Simulation of d3js various forces

d3js is a library that can freely combine graphics

My understanding is that simple graphics, such as column chart, pie chart and bar chart, can be directly used with eckarts if the requirements are not high. The degree of freedom needs to be higher, d3js needs to be used, and pixi needs to be used frequently

I accidentally found that d3js can simulate various forces and analyze them after learning. I hope you can praise me and give me more motivation. After ten likes, share an d3js introductory tutorial next week

The effect is as follows

1. Create data

First, create two sets of JSON data. Here I use online data.

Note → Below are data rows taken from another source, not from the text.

impl WorkScheduler {
    /// Build the scheduler, its worker pool
    /// (`max_parallel_tasks + admission_threads` threads) and the delay timer.
    pub(crate) fn new(config: &Configuration) -> LoadResult<Arc<Self>> {
        let max_parallel = config.effective_max_parallel_tasks();
        let pool = rayon::ThreadPoolBuilder::new()
            .num_threads(max_parallel + config.admission_threads.max(1))
            .thread_name(|idx| format!("fastload-worker-{idx}"))
            .build()
            .map_err(|e| LoadError::Config(format!("failed to create worker pool: {e}")))?;

        let state = SchedulerState {
            stats: SchedulerStats {
                max_parallel_tasks: max_parallel,
                ..Default::default()
            },
            ..Default::default()
        };

        let scheduler = Arc::new(Self {
            pool,
            max_parallel,
            preload_limit: config.preload_slot_limit(),
            state: Mutex::new(state),
            waiters: Mutex::new(Vec::new()),
            delayed: Arc::new(DelayQueue::default()),
            exit_tasks_early: AtomicBool::new(false),
            pause_work: AtomicBool::new(false),
            next_sequence: AtomicU64::new(0),
            outstanding: Mutex::new(0),
            idle: Condvar::new(),
        });

        let queue = Arc::clone(&scheduler.delayed);
        let weak = Arc::downgrade(&scheduler);
        std::thread::Builder::new()
            .name("fastload-delay".to_string())
            .spawn(move || run_delay_timer(queue, weak))
            .map_err(|e| LoadError::Config(format!("failed to spawn delay timer: {e}")))?;

        Ok(scheduler)
    }

    pub fn max_parallel_tasks(&self) -> usize {
        self.max_parallel
    }

    /// Admit a new lifecycle. Never fails; problems surface through the
    /// request's callbacks.
    pub(crate) fn submit(self: &Arc<Self>, task: Arc<LoaderTask>) {
        *self.outstanding.lock() += 1;
        task.set_sequence(self.next_sequence.fetch_add(1, Ordering::Relaxed));
        {
            let mut state = self.state.lock();
            state.stats.submitted += 1;
            state.live.insert(task.id(), Arc::clone(&task));
        }

        if self.exit_tasks_early.load(Ordering::Acquire) {
            debug!(task = task.id(), "Exit-early set, disposing request");
            task.finalize(TaskOutcome::Cancelled, false);
            return;
        }

        if let Some(error) = task.take_key_error() {
            task.reject(error);
            return;
        }

        let delay = task.admission_delay();
        if !delay.is_zero() {
            self.delay_admission(task, delay);
            return;
        }
        if !task.needs_init() && task.try_load_from_memory_cache() {
            self.record_memory_hit();
            return;
        }
        self.spawn_admission(task);
    }

    /// Park `task` on the delay timer; it reaches the pool once `delay`
    /// has passed.
    fn delay_admission(&self, task: Arc<LoaderTask>, delay: Duration) {
        debug!(task = task.id(), delay_ms = delay.as_millis() as u64, "Delaying admission");
        self.delayed.push(Instant::now() + delay, Arc::clone(&task));
        // A cancel racing the push found nothing to remove.
        if task.token().is_cancelled() {
            if let Some(task) = self.delayed.remove(task.id()) {
                task.finalize(TaskOutcome::Cancelled, true);
            }
        }
    }

    fn spawn_admission(self: &Arc<Self>, task: Arc<LoaderTask>) {
        let scheduler = Arc::clone(self);
        self.pool.spawn(move || {
            let admitted = catch_unwind(AssertUnwindSafe(|| scheduler.admit(&task)));
            if admitted.is_err() {
                error!(task = task.id(), "Admission panicked");
                task.finalize(TaskOutcome::Failed, true);
            }
        });
    }

    /// Stream init, memory check and loading placeholder, then queue.
    fn admit(self: &Arc<Self>, task: &Arc<LoaderTask>) {
        if task.token().is_cancelled() {
            task.finalize(TaskOutcome::Cancelled, true);
            return;
        }
        if let Err(e) = task.init() {
            task.complete_with_error(e);
            return;
        }
        if task.try_load_from_memory_cache() {
            self.record_memory_hit();
            return;
        }
        if let Err(e) = task.show_loading_placeholder() {
            if e.is_cancelled() {
                task.finalize(TaskOutcome::Cancelled, true);
                return;
            }
            debug!(task = task.id(), error = %e, "Loading placeholder failed");
        }
        self.enqueue(Arc::clone(task));
    }

    fn enqueue(self: &Arc<Self>, task: Arc<LoaderTask>) {
        let admission = {
            let mut state = self.state.lock();
            if task.token().is_cancelled() || self.exit_tasks_early.load(Ordering::Acquire) {
                Admission::Cancelled
            } else if let Some(owner) = state.owner_of(&task.raw_key()) {
                if task.priority() > owner.priority() {
                    state.promote(&owner, task.priority());
                }
                if let Some(progress) = task.request().download_progress_callback() {
                    owner.add_progress_listener(progress);
                }
                task.mark_queued();
                self.waiters.lock().push(Arc::clone(&task));
                state.stats.coalesced += 1;
                Admission::Waiting
            } else if let Some(hit) = task.lookup_memory_cache() {
                // A fetch for this key finished since the last lookup.
                Admission::CacheHit(hit)
            } else {
                task.mark_queued();
                state.insert_pending(Arc::clone(&task));
                Admission::Queued
            }
        };

        match admission {
            Admission::Cancelled => task.finalize(TaskOutcome::Cancelled, true),
            Admission::CacheHit(hit) => {
                task.complete_from_cache(hit);
                self.record_memory_hit();
            }
            Admission::Waiting => {
                debug!(task = task.id(), key = %task.raw_key(), "Waiting on in-flight fetch");
            }
            Admission::Queued => {
                debug!(task = task.id(), priority = task.priority(), "Queued");
            }
        }
        self.drain();
    }

    /// Move pending work into free running slots.
    fn drain(self: &Arc<Self>) {
        if self.pause_work.load(Ordering::Acquire) {
            return;
        }

        let mut launch = Vec::new();
        {
            let mut guard = self.state.lock();
            let state = &mut *guard;
            while state.running.len() < self.max_parallel {
                let preload_full = state.running_preload >= self.preload_limit;
                let next = state
                    .pending
                    .iter()
                    .find(|(_, task)| {
                        !(preload_full && task.request().is_preload())
                            && !state.running.contains_key(&task.raw_key())
                    })
                    .map(|(slot, _)| *slot);
                let Some(slot) = next else {
                    break;
                };
                let Some(task) = state.pending.remove(&slot) else {
                    break;
                };

                let raw = task.raw_key();
                state.pending_by_raw.remove(&raw);
                if task.request().is_preload() {
                    state.running_preload += 1;
                }
                task.mark_dispatched();
                state.running.insert(raw, Arc::clone(&task));
                state.stats.dispatched += 1;
                state.stats.max_running_observed =
                    state.stats.max_running_observed.max(state.running.len());
                launch.push(task);
            }
        }

        for task in launch {
            debug!(task = task.id(), priority = task.priority(), "Dispatching");
            let scheduler = Arc::clone(self);
            self.pool.spawn(move || scheduler.execute(task));
        }
    }

    fn execute(self: &Arc<Self>, task: Arc<LoaderTask>) {
        if catch_unwind(AssertUnwindSafe(|| task.run())).is_err() {
            error!(task = task.id(), "Lifecycle panicked");
            task.finalize(TaskOutcome::Failed, true);
        }
        self.on_task_finished(&task);
    }

    /// Release the slot, re-admit waiters, refill, then settle.
    fn on_task_finished(self: &Arc<Self>, task: &Arc<LoaderTask>) {
        let raw = task.raw_key();
        let waiting = {
            let mut state = self.state.lock();
            if state.running.get(&raw).is_some_and(|t| t.id() == task.id()) {
                state.running.remove(&raw);
                if task.request().is_preload() {
                    state.running_preload = state.running_preload.saturating_sub(1);
                }
            }
            let mut waiters = self.waiters.lock();
            let (matching, rest): (Vec<_>, Vec<_>) =
                waiters.drain(..).partition(|w| w.raw_key() == raw);
            *waiters = rest;
            matching
        };

        for waiter in waiting {
            self.readmit(waiter);
        }
        self.drain();
        self.task_settled(task.id(), task.outcome().unwrap_or(TaskOutcome::Failed));
    }

    fn readmit(self: &Arc<Self>, task: Arc<LoaderTask>) {
        if task.token().is_cancelled() {
            task.finalize(TaskOutcome::Cancelled, true);
        } else if task.try_load_from_memory_cache() {
            self.record_memory_hit();
        } else {
            self.enqueue(task);
        }
    }

    fn record_memory_hit(&self) {
        self.state.lock().stats.memory_cache_hits += 1;
    }

    /// Called once per task when it no longer occupies any scheduler
    /// structure.
    pub(crate) fn task_settled(&self, id: u64, outcome: TaskOutcome) {
        {
            let mut state = self.state.lock();
            state.live.remove(&id);
            match outcome {
                TaskOutcome::Success => state.stats.succeeded += 1,
                TaskOutcome::Failed => state.stats.failed += 1,
                TaskOutcome::Cancelled => state.stats.cancelled += 1,
            }
        }
        let mut outstanding = self.outstanding.lock();
        *outstanding = outstanding.saturating_sub(1);
        if *outstanding == 0 {
            self.idle.notify_all();
        }
    }

    /// Remove a cancelled task from pending or waiters and finish it. Running
    /// tasks observe their token instead.
    pub(crate) fn remove_pending(self: &Arc<Self>, task: &LoaderTask) {
        if let Some(delayed) = self.delayed.remove(task.id()) {
            debug!(task = delayed.id(), "Removed from delay queue");
            delayed.finalize(TaskOutcome::Cancelled, true);
            return;
        }

        let raw = task.raw_key();
        let (removed, orphans) = {
            let mut state = self.state.lock();
            let mut waiters = self.waiters.lock();
            match state.remove_pending(&raw, task.id()) {
                Some(owner) => {
                    // Waiters on a withdrawn fetch need a new owner.
                    let (orphans, rest): (Vec<_>, Vec<_>) =
                        waiters.drain(..).partition(|w| w.raw_key() == raw);
                    *waiters = rest;
                    (Some(owner), orphans)
                }
                None => {
                    let removed = waiters
                        .iter()
                        .position(|w| w.id() == task.id())
                        .map(|pos| waiters.remove(pos));
                    (removed, Vec::new())
                }
            }
        };

        if let Some(removed) = removed {
            debug!(task = removed.id(), "Removed from queue");
            removed.finalize(TaskOutcome::Cancelled, true);
        }
        for orphan in orphans {
            self.readmit(orphan);
        }
    }

    /// Cancel every unsettled task matching `predicate`. Returns the number
    /// of tasks signalled.
    pub(crate) fn cancel_where(&self, predicate: impl Fn(&LoaderTask) -> bool) -> usize {
        let matching: Vec<Arc<LoaderTask>> = self
            .state
            .lock()
            .live
            .values()
            .filter(|task| predicate(task))
            .cloned()
            .collect();
        for task in &matching {
            task.cancel();
        }
        matching.len()
    }

    /// When set, queued and waiting work is cancelled without error
    /// callbacks and new submissions are dropped. Running work completes.
    pub(crate) fn set_exit_tasks_early(self: &Arc<Self>, exit: bool) {
        self.exit_tasks_early.store(exit, Ordering::Release);
        if !exit {
            return;
        }
        debug!("Exit-early set, cancelling queued work");
        self.pause_work.store(false, Ordering::Release);
        let cancelled = self.cancel_where(|task| !task.is_dispatched());
        debug!(cancelled, "Queued work cancelled");
        self.drain();
    }

    pub(crate) fn set_pause_work(self: &Arc<Self>, pause: bool) {
        let was_paused = self.pause_work.swap(pause, Ordering::AcqRel);
        debug!(pause, "Pause work");
        if was_paused && !pause {
            self.drain();
        }
    }

    pub fn is_paused(&self) -> bool {
        self.pause_work.load(Ordering::Acquire)
    }

    pub fn is_exiting_early(&self) -> bool {
        self.exit_tasks_early.load(Ordering::Acquire)
    }

    pub fn stats(&self) -> SchedulerStats {
        let state = self.state.lock();
        let waiting = self.waiters.lock().len();
        SchedulerStats {
            delayed: self.delayed.len(),
            pending: state.pending.len(),
            running: state.running.len(),
            waiting,
            ..state.stats.clone()
        }
    }

    /// Block until every submitted task has settled. Returns false on
    /// timeout.
    pub fn wait_for_idle(&self, timeout: Duration) -> bool {
        let deadline = Instant::now() + timeout;
        let mut outstanding = self.outstanding.lock();
        while *outstanding > 0 {
            if self.idle.wait_until(&mut outstanding, deadline).timed_out() {
                return *outstanding == 0;
            }
        }
        true
    }
}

One set of data records the information of each point, and the other set of data records the connection information.

// Node information file node_data.json
[
    {"x": 30.5, "y": 100.7, "r": 4},
    ...
]
    
// File edge of connection information_ data. json
[
    {"source": 0, "target": 98},
    ...
]

2. Code structure

The simulation of force is divided into four steps

1. Load data
2. Create simulation variables
3. Bind data and draw graphics
4. Update graphics in frame callback function

// step 1
const nodes = await d3.json("/force/node_data.json");

// step 2
const sim = d3.forceSimulation(nodes)
	.force('Name of force', ...)
    .on('tick', tick_function);

// step3
const node = svg.selectAll("circle")
            .data(nodes)
            .enter()
            .append('circle');

// step4
tick_function(){
    // Update drawing
}

3. Force at positions x and y

The specific position x and y have medium tension to pull other graphics towards themselves, such as making the specific position the center of the picture frame

const sim = d3.forceSimulation(nodes)
    // Tension at specified position
    .force('x', d3.forceX(width/2))
    .force('y', d3.forceY(height/2));

You can set the force. The larger the force, the stronger the tension, and the smaller the tension, the weaker

const sim = d3.forceSimulation(nodes)
    // Tension at specified position
    .force('x', d3.forceX(width/2).strength(0.06))
    .force('y', d3.forceY(height/2).strength(0.06))

4. Impact force

If you do not want all figures to coincide, you need to use the collision force. The collision force takes the coordinates as the center of the circle and sets the collision radius. There will be no coincidence within the collision radius. For example, combine the position force with the collision force

const sim = d3.forceSimulation(nodes)
    // Tension at specified position
    .force('x', d3.forceX(width/2).strength(0.06))
    .force('y', d3.forceY(height/2).strength(0.06))
    // Impact force, radius
    .force('collide', d3.forceCollide().radius(10))

We will find that some figures have overlapping parts, because we set a fixed radius, and the radius of some figures is greater than the fixed radius, so we need to set the radius dynamically

const sim = d3.forceSimulation(nodes)
    // Tension at specified position
    .force('x', d3.forceX(width/2).strength(0.06))
    .force('y', d3.forceY(height/2).strength(0.06))
    // Impact force, radius
    .force('collide', d3.forceCollide().radius(d=>d.r+1))

5. Atomic force

Here is my own name. In fact, this force is called many body force, which means that each figure has a force on other figures. If this force is positive, it represents attraction. If this force is negative, it represents repulsion

const sim = d3.forceSimulation(nodes)
    // Atomic force, positive attraction
    .force('charge', d3.forceManyBody().strength(7))

Look at the removal force

const sim = d3.forceSimulation(nodes)
    // Atomic force, positive attraction
    .force('charge', d3.forceManyBody().strength(-7))

When the atomic force is attractive, all the figures are aggregated, which is not good-looking. Add the collision force and see the effect

const sim = d3.forceSimulation(nodes)
    // Impact force, radius
    .force('collide', d3.forceCollide().radius(d=>d.r+1))
    // Atomic force, positive attraction
    .force('charge', d3.forceManyBody().strength(7))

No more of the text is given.